Album Review: Xibalba - 'Años en Infierno'

14 June 2020 | 6:41 pm | Staff Writer
Originally Appeared In

Infierno es otras personas.

In the discussion surrounding my review for Xibalba’s 2017 EP ‘Diablo, Con Amor… Adios,’ I said the following: “It’s definitely a solid EP, but I wasn’t a massive fan of [2015’s] ‘Tierra y Libertad,’ and I want to hear them do some different shit on their next record. Still heavy, still angry, but mix it up a bit.

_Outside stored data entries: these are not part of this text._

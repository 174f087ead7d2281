//! Local filesystem source.

use std::io::ErrorKind;
use std::path::PathBuf;

use async_trait::async_trait;

use crate::{RawSource, SourceError};

/// Reads dataset locations as paths relative to a root directory.
#[derive(Debug, Clone)]
pub struct FileSource {
    root: PathBuf,
}

impl FileSource {
    /// Creates a source rooted at `root`.
    #[must_use]
    pub fn new(root: impl Into<PathBuf>) -> Self {
        Self { root: root.into() }
    }
}

#[async_trait]
impl RawSource for FileSource {
    fn id(&self) -> &'static str {
        "file"
    }

    async fn fetch_text(&self, location: &str) -> Result<String, SourceError> {
        let path = self.root.join(location);
        log::debug!("Reading {}", path.display());

        match tokio::fs::read_to_string(&path).await {
            Ok(text) => Ok(text),
            Err(e) if e.kind() == ErrorKind::NotFound => Err(SourceError::NotFound {
                location: path.display().to_string(),
            }),
            Err(e) => Err(SourceError::Io(e)),
        }
    }
}
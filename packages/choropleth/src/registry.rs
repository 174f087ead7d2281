//! Color scale registry, loaded from embedded TOML configs.
//!
//! Each `.toml` file in `packages/choropleth/scales/` is baked into the
//! binary at compile time via [`include_str!`].

use conflict_map_data_models::Metric;

use crate::{ColorScale, ScaleError};

/// TOML configs embedded at compile time.
const SCALE_TOMLS: &[(&str, &str)] = &[
    ("events_count", include_str!("../scales/events_count.toml")),
    ("fatality_rate", include_str!("../scales/fatality_rate.toml")),
];

/// Returns every embedded scale.
///
/// # Panics
///
/// Panics if an embedded config is malformed or fails validation.
#[must_use]
pub fn all_scales() -> Vec<ColorScale> {
    SCALE_TOMLS
        .iter()
        .map(|(name, toml)| {
            ColorScale::from_toml_str(toml)
                .unwrap_or_else(|e| panic!("Failed to parse {name}.toml: {e}"))
        })
        .collect()
}

/// One scale per metric.
#[derive(Debug, Clone, PartialEq)]
pub struct ScaleSet {
    events_count: ColorScale,
    fatality_rate: ColorScale,
}

impl ScaleSet {
    /// Picks one scale per metric out of `scales`. When a metric appears
    /// more than once the last scale wins, so user overrides can be
    /// appended to [`all_scales`].
    ///
    /// # Errors
    ///
    /// Returns [`ScaleError::Missing`] if a metric has no scale.
    pub fn from_scales(scales: Vec<ColorScale>) -> Result<Self, ScaleError> {
        let mut events_count = None;
        let mut fatality_rate = None;
        for scale in scales {
            match scale.metric {
                Metric::EventsCount => events_count = Some(scale),
                Metric::FatalityRate => fatality_rate = Some(scale),
            }
        }

        Ok(Self {
            events_count: events_count.ok_or(ScaleError::Missing {
                metric: Metric::EventsCount,
            })?,
            fatality_rate: fatality_rate.ok_or(ScaleError::Missing {
                metric: Metric::FatalityRate,
            })?,
        })
    }

    /// The embedded scales.
    ///
    /// # Panics
    ///
    /// Panics if the embedded configs are malformed or incomplete.
    #[must_use]
    pub fn embedded() -> Self {
        Self::from_scales(all_scales())
            .unwrap_or_else(|e| panic!("Embedded color scales are incomplete: {e}"))
    }

    /// The scale for `metric`.
    #[must_use]
    pub const fn for_metric(&self, metric: Metric) -> &ColorScale {
        match metric {
            Metric::EventsCount => &self.events_count,
            Metric::FatalityRate => &self.fatality_rate,
        }
    }
}

impl Default for ScaleSet {
    fn default() -> Self {
        Self::embedded()
    }
}

#[cfg(test)]
mod tests {
    use super::*;

    #[test]
    fn loads_every_metric() {
        let scales = all_scales();
        assert_eq!(scales.len(), Metric::ALL.len());
        for metric in Metric::ALL {
            assert_eq!(
                scales.iter().filter(|s| s.metric == metric).count(),
                1,
                "expected exactly one {metric} scale"
            );
        }
    }

    #[test]
    fn embedded_domains() {
        let set = ScaleSet::embedded();
        assert!((set.for_metric(Metric::EventsCount).max_stop() - 20_000.0).abs() < f64::EPSILON);
        assert!((set.for_metric(Metric::FatalityRate).max_stop() - 30.0).abs() < f64::EPSILON);
        assert_eq!(set.for_metric(Metric::EventsCount).legend()[0].color, "#FBF7ED");
        assert_eq!(set.for_metric(Metric::FatalityRate).legend().len(), 7);
    }

    #[test]
    fn clamps_large_event_counts() {
        let set = ScaleSet::embedded();
        assert!((set.for_metric(Metric::EventsCount).clamp(999_999.0) - 20_000.0).abs() < f64::EPSILON);
    }

    #[test]
    fn later_scales_override_earlier() {
        let mut scales = all_scales();
        let mut custom = scales[0].clone();
        custom.stops.truncate(2);
        scales.push(custom.clone());

        let set = ScaleSet::from_scales(scales).unwrap();
        assert_eq!(set.for_metric(custom.metric), &custom);
    }

    #[test]
    fn missing_metric_is_an_error() {
        let scales: Vec<ColorScale> = all_scales()
            .into_iter()
            .filter(|s| s.metric == Metric::EventsCount)
            .collect();
        assert!(matches!(
            ScaleSet::from_scales(scales),
            Err(ScaleError::Missing {
                metric: Metric::FatalityRate
            })
        ));
    }
}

Thankfully, with the arrival of their newest eight-track album, it appears that Xibalba have (perhaps unwittingly) fulfilled my wishes. Indeed, ‘Años en Infierno’ (meaning ‘Years of Hell’) is as heavy as a bag of bricks, suitably pissed off, and chock-full of the group’s essential anger and brutality. However, the record is also tempered with enough sonic variation and stylistic curve balls to keep things fresh and exciting.

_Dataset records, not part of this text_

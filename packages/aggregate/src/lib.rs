#![cfg_attr(feature = "fail-on-warnings", deny(warnings))]
#![warn(clippy::all, clippy::pedantic, clippy::nursery, clippy::cargo)]
#![allow(clippy::multiple_crate_versions, clippy::cargo_common_metadata)]

//! Aggregations over loaded rows.
//!
//! Every function here is pure: it reads a row slice plus scalar
//! parameters and returns a freshly built result. None of them fail on
//! bad data. Rows missing what a computation needs are left out of that
//! computation, non-finite and negative numbers count as zero, and empty
//! input gives empty output.

pub mod composition;
pub mod flow;
pub mod ranking;
pub mod timeline;

pub use composition::country_type_series;
pub use flow::flow_graph;
pub use ranking::{country_totals, rank_by};
pub use timeline::{distinct_years, global_timeline};
//! `GeoJSON` parsing for the country polygon dataset.

use geojson::{FeatureCollection, GeoJson};

use crate::SourceError;

/// Parses a `GeoJSON` document into a feature collection.
///
/// A lone `Feature` is accepted and wrapped in a one-element collection.
///
/// # Errors
///
/// Returns [`SourceError::GeoJson`] if the text is not valid `GeoJSON` or
/// is a bare geometry.
pub fn parse_features(text: &str) -> Result<FeatureCollection, SourceError> {
    let geojson: GeoJson = text.parse()?;

    let collection = match geojson {
        GeoJson::Feature(feature) => FeatureCollection {
            bbox: None,
            features: vec![feature],
            foreign_members: None,
        },
        other => FeatureCollection::try_from(other)?,
    };

    log::debug!("Parsed {} features", collection.features.len());
    Ok(collection)
}

#[cfg(test)]
mod tests {
    use super::*;

    #[test]
    fn parses_feature_collection() {
        let text = r#"{
            "type": "FeatureCollection",
            "features": [
                {"type": "Feature", "properties": {"iso3": "usa"}, "geometry": null},
                {"type": "Feature", "properties": {"ISO_A3": "GBR"}, "geometry": null}
            ]
        }"#;
        let collection = parse_features(text).unwrap();
        assert_eq!(collection.features.len(), 2);
        assert_eq!(
            collection.features[0].property("iso3"),
            Some(&geojson::JsonValue::from("usa"))
        );
    }

    #[test]
    fn wraps_single_feature() {
        let text = r#"{"type": "Feature", "properties": {"name": "X"}, "geometry": null}"#;
        assert_eq!(parse_features(text).unwrap().features.len(), 1);
    }

    #[test]
    fn rejects_bare_geometry() {
        let text = r#"{"type": "Point", "coordinates": [0.0, 0.0]}"#;
        assert!(matches!(parse_features(text), Err(SourceError::GeoJson(_))));
    }

    #[test]
    fn rejects_garbage() {
        assert!(parse_features("not json").is_err());
    }
}
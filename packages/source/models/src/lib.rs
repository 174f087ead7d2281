#![cfg_attr(feature = "fail-on-warnings", deny(warnings))]
#![warn(clippy::all, clippy::pedantic, clippy::nursery, clippy::cargo)]
#![allow(clippy::multiple_crate_versions, clippy::cargo_common_metadata)]

//! Dataset definition types and the loaded session snapshot.
//!
//! A [`DatasetDefinition`] says where a dataset lives and how its columns
//! map onto [`RawRow`] fields. Column names differ between exports of the
//! same data, so every field is a list of candidate header names tried in
//! order. A [`Snapshot`] is what one session load produces: each dataset
//! paired with whether it actually loaded.

use conflict_map_data_models::RawRow;
use geojson::FeatureCollection;
use serde::{Deserialize, Serialize};
use strum_macros::{AsRefStr, Display, EnumString};

/// Errors produced while reading dataset definitions.
#[derive(Debug, thiserror::Error)]
pub enum DatasetError {
    /// The TOML definition was malformed.
    #[error("Invalid dataset definition: {0}")]
    Toml(#[from] toml::de::Error),
}

/// What a dataset contains, and therefore which view consumes it.
#[derive(
    Debug,
    Clone,
    Copy,
    PartialEq,
    Eq,
    PartialOrd,
    Ord,
    Hash,
    Serialize,
    Deserialize,
    Display,
    EnumString,
    AsRefStr,
)]
#[serde(rename_all = "snake_case")]
#[strum(serialize_all = "snake_case")]
pub enum DatasetKind {
    /// Country-year summary rows (events, deaths, fatality rate).
    Summary,
    /// Country-year-type share rows.
    TypeShare,
    /// Region-year-type event counts.
    Flow,
    /// Country polygons.
    Countries,
}

/// A dataset the loader knows how to fetch, deserialized from TOML.
#[derive(Debug, Clone, Serialize, Deserialize)]
pub struct DatasetDefinition {
    /// Unique identifier (e.g. `"country_year_summary"`).
    pub id: String,
    /// Human-readable name.
    pub name: String,
    /// Content kind.
    pub kind: DatasetKind,
    /// Location handed to the raw source (relative path or URL).
    pub location: String,
    /// Column name mapping. Unused for geometry datasets.
    #[serde(default)]
    pub fields: FieldMapping,
}

impl DatasetDefinition {
    /// Parses a definition from a TOML string.
    ///
    /// # Errors
    ///
    /// Returns [`DatasetError::Toml`] if the TOML is malformed or missing
    /// required fields.
    pub fn from_toml_str(toml_str: &str) -> Result<Self, DatasetError> {
        Ok(toml::de::from_str(toml_str)?)
    }

    /// Whether this dataset is tabular.
    #[must_use]
    pub const fn is_tabular(&self) -> bool {
        !matches!(self.kind, DatasetKind::Countries)
    }
}

/// Candidate header names for each [`RawRow`] field, tried in order (first
/// non-empty cell wins).
#[derive(Debug, Clone, Default, PartialEq, Eq, Serialize, Deserialize)]
#[serde(default)]
pub struct FieldMapping {
    /// Country code columns.
    pub country_key: Vec<String>,
    /// Country display name columns.
    pub country: Vec<String>,
    /// Year columns. Rows without a parsable year are dropped.
    pub year: Vec<String>,
    /// Event count columns.
    pub events: Vec<String>,
    /// Death count columns.
    pub deaths: Vec<String>,
    /// Fatality rate columns.
    pub fatality_rate: Vec<String>,
    /// Share columns.
    pub share: Vec<String>,
    /// Type-of-violence columns.
    pub violence_type: Vec<String>,
    /// Region columns.
    pub region: Vec<String>,
}

/// Whether a dataset made it into the snapshot.
#[derive(Debug, Clone, Default, PartialEq, Eq, Serialize, Deserialize)]
#[serde(tag = "status", rename_all = "snake_case")]
pub enum LoadStatus {
    /// Not requested (yet).
    #[default]
    Pending,
    /// Fetched and parsed.
    Loaded,
    /// Fetch or parse failed; the data is empty.
    Failed {
        /// Why the load failed.
        reason: String,
    },
}

/// A dataset's data together with its load status.
#[derive(Debug, Clone, Default, PartialEq)]
pub struct Dataset<T> {
    /// Load status.
    pub status: LoadStatus,
    /// The data, empty unless `status` is [`LoadStatus::Loaded`].
    pub data: T,
}

impl<T> Dataset<T> {
    /// A successfully loaded dataset.
    pub const fn loaded(data: T) -> Self {
        Self {
            status: LoadStatus::Loaded,
            data,
        }
    }

    /// A failed dataset carrying the given (empty) placeholder data.
    pub fn failed_with(reason: impl Into<String>, data: T) -> Self {
        Self {
            status: LoadStatus::Failed {
                reason: reason.into(),
            },
            data,
        }
    }

    /// Whether the data loaded.
    pub const fn is_loaded(&self) -> bool {
        matches!(self.status, LoadStatus::Loaded)
    }
}

impl<T: Default> Dataset<T> {
    /// A failed dataset with empty data.
    pub fn failed(reason: impl Into<String>) -> Self {
        Self::failed_with(reason, T::default())
    }
}

/// Returns an empty feature collection.
#[must_use]
pub const fn empty_collection() -> FeatureCollection {
    FeatureCollection {
        bbox: None,
        features: Vec::new(),
        foreign_members: None,
    }
}

/// Everything one session load produced.
#[derive(Debug, Clone)]
pub struct Snapshot {
    /// Country-year summaries (map values, rankings, timeline).
    pub summary: Dataset<Vec<RawRow>>,
    /// Country-year-type shares (composition series).
    pub shares: Dataset<Vec<RawRow>>,
    /// Region-year-type counts (flow graph).
    pub flows: Dataset<Vec<RawRow>>,
    /// Country polygons.
    pub countries: Dataset<FeatureCollection>,
}

impl Snapshot {
    /// A snapshot in which nothing has loaded yet.
    #[must_use]
    pub fn empty() -> Self {
        Self {
            summary: Dataset::default(),
            shares: Dataset::default(),
            flows: Dataset::default(),
            countries: Dataset {
                status: LoadStatus::Pending,
                data: empty_collection(),
            },
        }
    }

    /// Whether the map has both of its inputs.
    #[must_use]
    pub const fn map_ready(&self) -> bool {
        self.summary.is_loaded() && self.countries.is_loaded()
    }

    /// Statuses of every dataset, for diagnostics.
    #[must_use]
    pub fn statuses(&self) -> [(DatasetKind, &LoadStatus); 4] {
        [
            (DatasetKind::Summary, &self.summary.status),
            (DatasetKind::TypeShare, &self.shares.status),
            (DatasetKind::Flow, &self.flows.status),
            (DatasetKind::Countries, &self.countries.status),
        ]
    }
}

impl Default for Snapshot {
    fn default() -> Self {
        Self::empty()
    }
}

#[cfg(test)]
mod tests {
    use super::*;

    #[test]
    fn parses_definition_with_partial_fields() {
        let def = DatasetDefinition::from_toml_str(
            r#"
            id = "flows"
            name = "Flows"
            kind = "flow"
            location = "data/sankey_summary.csv"

            [fields]
            year = ["year"]
            region = ["region"]
            "#,
        )
        .unwrap();
        assert_eq!(def.kind, DatasetKind::Flow);
        assert_eq!(def.fields.region, vec!["region".to_string()]);
        assert!(def.fields.share.is_empty());
        assert!(def.is_tabular());
    }

    #[test]
    fn geometry_definition_needs_no_fields() {
        let def = DatasetDefinition::from_toml_str(
            r#"
            id = "countries"
            name = "Countries"
            kind = "countries"
            location = "data/countries.geojson"
            "#,
        )
        .unwrap();
        assert!(!def.is_tabular());
        assert_eq!(def.fields, FieldMapping::default());
    }

    #[test]
    fn rejects_unknown_kind() {
        let result = DatasetDefinition::from_toml_str(
            r#"
            id = "x"
            name = "X"
            kind = "rivers"
            location = "x.csv"
            "#,
        );
        assert!(matches!(result, Err(DatasetError::Toml(_))));
    }

    #[test]
    fn failed_dataset_is_empty() {
        let dataset: Dataset<Vec<RawRow>> = Dataset::failed("timeout");
        assert!(!dataset.is_loaded());
        assert!(dataset.data.is_empty());
        assert_eq!(
            dataset.status,
            LoadStatus::Failed {
                reason: "timeout".to_string()
            }
        );
    }

    #[test]
    fn empty_snapshot_is_not_map_ready() {
        let snapshot = Snapshot::empty();
        assert!(!snapshot.map_ready());
        assert!(
            snapshot
                .statuses()
                .iter()
                .all(|(_, status)| **status == LoadStatus::Pending)
        );
    }
}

Lead single ‘En la Oscuridad’ (‘In The Dark’) makes this evident from the outset. Guitarist Brian Ortiz lays down a hypnotic OSDM riff, recalling the galloping, grimy ferocity from the heyday of artists like Morbid Angel and Bolt Thrower, with Jason Brunes’ pummelling percussion and frontman Nate Rebolledo’s monstrous vocal bellows perfectly complementing the track’s serpentine passages. It’s also home to one of the album’s standout moments, where the band hit a rhythmic lock-step in the bridge, as Rebolledo barks out a fierce and dreary declaration over a death-thrash maelstrom (“In the darkness/ Where you shall live”), before his vocals shuffle off the mortal coil and disintegrate into the void.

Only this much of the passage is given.